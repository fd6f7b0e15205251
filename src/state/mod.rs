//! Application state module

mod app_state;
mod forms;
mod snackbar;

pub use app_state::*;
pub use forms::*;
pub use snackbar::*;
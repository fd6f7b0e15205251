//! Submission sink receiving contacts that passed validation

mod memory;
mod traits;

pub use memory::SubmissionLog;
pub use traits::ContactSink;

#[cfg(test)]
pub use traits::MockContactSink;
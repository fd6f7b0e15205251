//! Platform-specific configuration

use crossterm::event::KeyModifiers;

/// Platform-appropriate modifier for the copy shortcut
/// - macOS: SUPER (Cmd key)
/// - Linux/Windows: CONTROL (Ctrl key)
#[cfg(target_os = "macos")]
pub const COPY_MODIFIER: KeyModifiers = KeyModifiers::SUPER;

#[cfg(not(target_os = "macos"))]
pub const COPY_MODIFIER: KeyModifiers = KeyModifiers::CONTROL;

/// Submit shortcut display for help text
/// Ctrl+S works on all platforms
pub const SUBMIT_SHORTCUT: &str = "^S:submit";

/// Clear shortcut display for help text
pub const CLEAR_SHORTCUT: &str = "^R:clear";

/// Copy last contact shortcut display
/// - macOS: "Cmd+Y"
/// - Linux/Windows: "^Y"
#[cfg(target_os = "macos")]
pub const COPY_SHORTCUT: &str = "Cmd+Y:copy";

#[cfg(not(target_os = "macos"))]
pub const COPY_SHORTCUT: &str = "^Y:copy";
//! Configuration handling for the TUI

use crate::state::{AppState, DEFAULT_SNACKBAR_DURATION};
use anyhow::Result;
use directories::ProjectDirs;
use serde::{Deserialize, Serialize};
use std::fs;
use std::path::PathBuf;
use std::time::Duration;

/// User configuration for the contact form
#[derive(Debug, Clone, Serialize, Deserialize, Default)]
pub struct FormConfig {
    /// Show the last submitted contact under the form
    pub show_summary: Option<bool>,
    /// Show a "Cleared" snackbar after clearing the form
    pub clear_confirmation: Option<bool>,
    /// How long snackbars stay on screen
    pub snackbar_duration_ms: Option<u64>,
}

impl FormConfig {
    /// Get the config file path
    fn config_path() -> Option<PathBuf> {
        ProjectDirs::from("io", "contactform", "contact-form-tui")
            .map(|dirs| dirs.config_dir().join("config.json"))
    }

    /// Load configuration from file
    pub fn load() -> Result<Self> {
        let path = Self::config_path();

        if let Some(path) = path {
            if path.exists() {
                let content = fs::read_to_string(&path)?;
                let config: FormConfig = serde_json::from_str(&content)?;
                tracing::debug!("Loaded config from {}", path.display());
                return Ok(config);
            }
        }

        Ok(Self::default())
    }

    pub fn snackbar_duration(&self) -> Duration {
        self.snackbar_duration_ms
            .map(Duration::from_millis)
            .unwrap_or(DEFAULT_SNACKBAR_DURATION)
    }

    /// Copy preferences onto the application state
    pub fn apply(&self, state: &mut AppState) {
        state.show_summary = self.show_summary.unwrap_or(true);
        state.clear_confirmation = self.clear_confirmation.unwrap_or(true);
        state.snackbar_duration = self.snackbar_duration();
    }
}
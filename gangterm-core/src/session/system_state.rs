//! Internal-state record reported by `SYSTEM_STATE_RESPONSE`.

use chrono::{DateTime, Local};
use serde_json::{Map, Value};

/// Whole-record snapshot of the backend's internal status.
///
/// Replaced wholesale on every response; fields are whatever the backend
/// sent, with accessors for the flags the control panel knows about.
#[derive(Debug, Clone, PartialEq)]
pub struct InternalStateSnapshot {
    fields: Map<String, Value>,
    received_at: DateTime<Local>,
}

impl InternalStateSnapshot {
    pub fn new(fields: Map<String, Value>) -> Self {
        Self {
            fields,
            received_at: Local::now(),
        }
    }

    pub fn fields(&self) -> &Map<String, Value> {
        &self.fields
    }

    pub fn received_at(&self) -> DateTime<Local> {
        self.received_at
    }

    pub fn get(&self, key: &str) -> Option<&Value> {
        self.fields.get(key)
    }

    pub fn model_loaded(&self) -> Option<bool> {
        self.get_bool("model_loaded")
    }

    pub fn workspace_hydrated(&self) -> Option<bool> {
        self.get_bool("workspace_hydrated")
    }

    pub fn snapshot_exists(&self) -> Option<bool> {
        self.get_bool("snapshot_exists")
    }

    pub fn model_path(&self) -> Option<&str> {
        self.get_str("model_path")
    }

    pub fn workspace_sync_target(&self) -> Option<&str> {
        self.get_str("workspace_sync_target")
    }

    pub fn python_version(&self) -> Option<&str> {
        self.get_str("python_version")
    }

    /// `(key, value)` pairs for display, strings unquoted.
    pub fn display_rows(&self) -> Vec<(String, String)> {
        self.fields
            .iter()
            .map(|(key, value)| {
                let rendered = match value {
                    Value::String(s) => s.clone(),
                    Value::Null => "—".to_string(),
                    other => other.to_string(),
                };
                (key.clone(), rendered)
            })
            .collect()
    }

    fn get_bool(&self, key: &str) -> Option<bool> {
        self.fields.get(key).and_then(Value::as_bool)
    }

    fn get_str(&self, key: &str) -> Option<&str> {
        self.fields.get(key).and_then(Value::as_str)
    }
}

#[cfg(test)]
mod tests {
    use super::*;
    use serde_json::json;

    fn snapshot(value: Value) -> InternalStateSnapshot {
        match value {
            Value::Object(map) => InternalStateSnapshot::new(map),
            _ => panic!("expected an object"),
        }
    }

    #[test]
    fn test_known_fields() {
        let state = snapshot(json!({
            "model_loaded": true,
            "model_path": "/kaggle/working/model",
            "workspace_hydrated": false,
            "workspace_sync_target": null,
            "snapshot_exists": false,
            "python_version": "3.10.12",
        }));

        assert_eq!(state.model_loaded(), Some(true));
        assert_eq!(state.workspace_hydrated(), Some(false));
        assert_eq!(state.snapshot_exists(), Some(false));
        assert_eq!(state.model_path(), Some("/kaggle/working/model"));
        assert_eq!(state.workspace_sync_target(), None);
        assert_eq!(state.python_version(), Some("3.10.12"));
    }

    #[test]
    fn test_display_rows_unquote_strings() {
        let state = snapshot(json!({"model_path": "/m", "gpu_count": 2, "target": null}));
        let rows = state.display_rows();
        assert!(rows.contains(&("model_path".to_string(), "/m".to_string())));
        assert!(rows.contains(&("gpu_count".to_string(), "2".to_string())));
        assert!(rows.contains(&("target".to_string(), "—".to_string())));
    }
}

Work instructions: Working through the records above, copy each one exactly.

Task output:
repository fd6f7b0e15205251
filename src/state/mod.rs
//! Application state module

mod app_state;
mod forms;
mod snackbar;

pub use app_state::*;
pub use forms::*;
pub use snackbar::*;
repository fd6f7b0e15205251
//! Submission sink receiving contacts that passed validation

mod memory;
mod traits;

pub use memory::SubmissionLog;
pub use traits::ContactSink;

#[cfg(test)]
pub use traits::MockContactSink;
repository fd6f7b0e15205251
//! Platform-specific configuration

use crossterm::event::KeyModifiers;

/// Platform-appropriate modifier for the copy shortcut
/// - macOS: SUPER (Cmd key)
/// - Linux/Windows: CONTROL (Ctrl key)
#[cfg(target_os = "macos")]
pub const COPY_MODIFIER: KeyModifiers = KeyModifiers::SUPER;

#[cfg(not(target_os = "macos"))]
pub const COPY_MODIFIER: KeyModifiers = KeyModifiers::CONTROL;

/// Submit shortcut display for help text
/// Ctrl+S works on all platforms
pub const SUBMIT_SHORTCUT: &str = "^S:submit";

/// Clear shortcut display for help text
pub const CLEAR_SHORTCUT: &str = "^R:clear";

/// Copy last contact shortcut display
/// - macOS: "Cmd+Y"
/// - Linux/Windows: "^Y"
#[cfg(target_os = "macos")]
pub const COPY_SHORTCUT: &str = "Cmd+Y:copy";

#[cfg(not(target_os = "macos"))]
pub const COPY_SHORTCUT: &str = "^Y:copy";
//! Configuration handling for the TUI

use crate::state::{AppState, DEFAULT_SNACKBAR_DURATION};
use anyhow::Result;
use directories::ProjectDirs;
use serde::{Deserialize, Serialize};
use std::fs;
use std::path::PathBuf;
use std::time::Duration;

/// User configuration for the contact form
#[derive(Debug, Clone, Serialize, Deserialize, Default)]
pub struct FormConfig {
    /// Show the last submitted contact under the form
    pub show_summary: Option<bool>,
    /// Show a "Cleared" snackbar after clearing the form
    pub clear_confirmation: Option<bool>,
    /// How long snackbars stay on screen
    pub snackbar_duration_ms: Option<u64>,
}

impl FormConfig {
    /// Get the config file path
    fn config_path() -> Option<PathBuf> {
        ProjectDirs::from("io", "contactform", "contact-form-tui")
            .map(|dirs| dirs.config_dir().join("config.json"))
    }

    /// Load configuration from file
    pub fn load() -> Result<Self> {
        let path = Self::config_path();

        if let Some(path) = path {
            if path.exists() {
                let content = fs::read_to_string(&path)?;
                let config: FormConfig = serde_json::from_str(&content)?;
                tracing::debug!("Loaded config from {}", path.display());
                return Ok(config);
            }
        }

        Ok(Self::default())
    }

    pub fn snackbar_duration(&self) -> Duration {
        self.snackbar_duration_ms
            .map(Duration::from_millis)
            .unwrap_or(DEFAULT_SNACKBAR_DURATION)
    }

    /// Copy preferences onto the application state
    pub fn apply(&self, state: &mut AppState) {
        state.show_summary = self.show_summary.unwrap_or(true);
        state.clear_confirmation = self.clear_confirmation.unwrap_or(true);
        state.snackbar_duration = self.snackbar_duration();
    }
}
filename gangterm-core/src/session/system_state.rs
//! Internal-state record reported by `SYSTEM_STATE_RESPONSE`.

use chrono::{DateTime, Local};
use serde_json::{Map, Value};

/// Whole-record snapshot of the backend's internal status.
///
/// Replaced wholesale on every response; fields are whatever the backend
/// sent, with accessors for the flags the control panel knows about.
#[derive(Debug, Clone, PartialEq)]
pub struct InternalStateSnapshot {
    fields: Map<String, Value>,
    received_at: DateTime<Local>,
}

impl InternalStateSnapshot {
    pub fn new(fields: Map<String, Value>) -> Self {
        Self {
            fields,
            received_at: Local::now(),
        }
    }

    pub fn fields(&self) -> &Map<String, Value> {
        &self.fields
    }

    pub fn received_at(&self) -> DateTime<Local> {
        self.received_at
    }

    pub fn get(&self, key: &str) -> Option<&Value> {
        self.fields.get(key)
    }

    pub fn model_loaded(&self) -> Option<bool> {
        self.get_bool("model_loaded")
    }

    pub fn workspace_hydrated(&self) -> Option<bool> {
        self.get_bool("workspace_hydrated")
    }

    pub fn snapshot_exists(&self) -> Option<bool> {
        self.get_bool("snapshot_exists")
    }

    pub fn model_path(&self) -> Option<&str> {
        self.get_str("model_path")
    }

    pub fn workspace_sync_target(&self) -> Option<&str> {
        self.get_str("workspace_sync_target")
    }

    pub fn python_version(&self) -> Option<&str> {
        self.get_str("python_version")
    }

    /// `(key, value)` pairs for display, strings unquoted.
    pub fn display_rows(&self) -> Vec<(String, String)> {
        self.fields
            .iter()
            .map(|(key, value)| {
                let rendered = match value {
                    Value::String(s) => s.clone(),
                    Value::Null => "—".to_string(),
                    other => other.to_string(),
                };
                (key.clone(), rendered)
            })
            .collect()
    }

    fn get_bool(&self, key: &str) -> Option<bool> {
        self.fields.get(key).and_then(Value::as_bool)
    }

    fn get_str(&self, key: &str) -> Option<&str> {
        self.fields.get(key).and_then(Value::as_str)
    }
}

#[cfg(test)]
mod tests {
    use super::*;
    use serde_json::json;

    fn snapshot(value: Value) -> InternalStateSnapshot {
        match value {
            Value::Object(map) => InternalStateSnapshot::new(map),
            _ => panic!("expected an object"),
        }
    }

    #[test]
    fn test_known_fields() {
        let state = snapshot(json!({
            "model_loaded": true,
            "model_path": "/kaggle/working/model",
            "workspace_hydrated": false,
            "workspace_sync_target": null,
            "snapshot_exists": false,
            "python_version": "3.10.12",
        }));

        assert_eq!(state.model_loaded(), Some(true));
        assert_eq!(state.workspace_hydrated(), Some(false));
        assert_eq!(state.snapshot_exists(), Some(false));
        assert_eq!(state.model_path(), Some("/kaggle/working/model"));
        assert_eq!(state.workspace_sync_target(), None);
        assert_eq!(state.python_version(), Some("3.10.12"));
    }

    #[test]
    fn test_display_rows_unquote_strings() {
        let state = snapshot(json!({"model_path": "/m", "gpu_count": 2, "target": null}));
        let rows = state.display_rows();
        assert!(rows.contains(&("model_path".to_string(), "/m".to_string())));
        assert!(rows.contains(&("gpu_count".to_string(), "2".to_string())));
        assert!(rows.contains(&("target".to_string(), "—".to_string())));
    }
}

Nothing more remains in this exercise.